# YOUR TASK
Write out all of the data without omission, exactly as shown.

(Collected data entries)
^^^^
//! intentgate: intent-attributed orchestration for coding agents.
//!
//! The engine sits between an agent and its tools. Before a tool runs,
//! the pre hooks check that mutations are attributed to a selected,
//! in-progress intent, stay inside that intent's owned file scope, and
//! honor its constraints. After a tool runs, the post hooks classify the
//! mutation, hash the touched line range, and append an immutable trace
//! record correlating the change with its intent and VCS revision.
//!
//! Embedding hosts construct a [`engine::HookEngine`] per session and
//! route every tool call through `execute_pre_hooks` and
//! `execute_post_hooks`. The `intentgate` binary exposes the workspace
//! artifacts (intent spec, trace ledger, spatial map) on the command
//! line.

pub mod cli;
pub mod engine;
pub mod error;
pub mod hash;
pub mod intent;
pub mod io;
pub mod policy;
pub mod scope;
pub mod trace;
pub mod vcs;

pub use error::{OrchestratorError, Result};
^^^^
# OUTPUT FOR THIS EXERCISE
//! intentgate: intent-attributed orchestration for coding agents.
//!
//! The engine sits between an agent and its tools. Before a tool runs,
//! the pre hooks check that mutations are attributed to a selected,
//! in-progress intent, stay inside that intent's owned file scope, and
//! honor its constraints. After a tool runs, the post hooks classify the
//! mutation, hash the touched line range, and append an immutable trace
//! record correlating the change with its intent and VCS revision.
//!
//! Embedding hosts construct a [`engine::HookEngine`] per session and
//! route every tool call through `execute_pre_hooks` and
//! `execute_post_hooks`. The `intentgate` binary exposes the workspace
//! artifacts (intent spec, trace ledger, spatial map) on the command
//! line.

pub mod cli;
pub mod engine;
pub mod error;
pub mod hash;
pub mod intent;
pub mod io;
pub mod policy;
pub mod scope;
pub mod trace;
pub mod vcs;

pub use error::{OrchestratorError, Result};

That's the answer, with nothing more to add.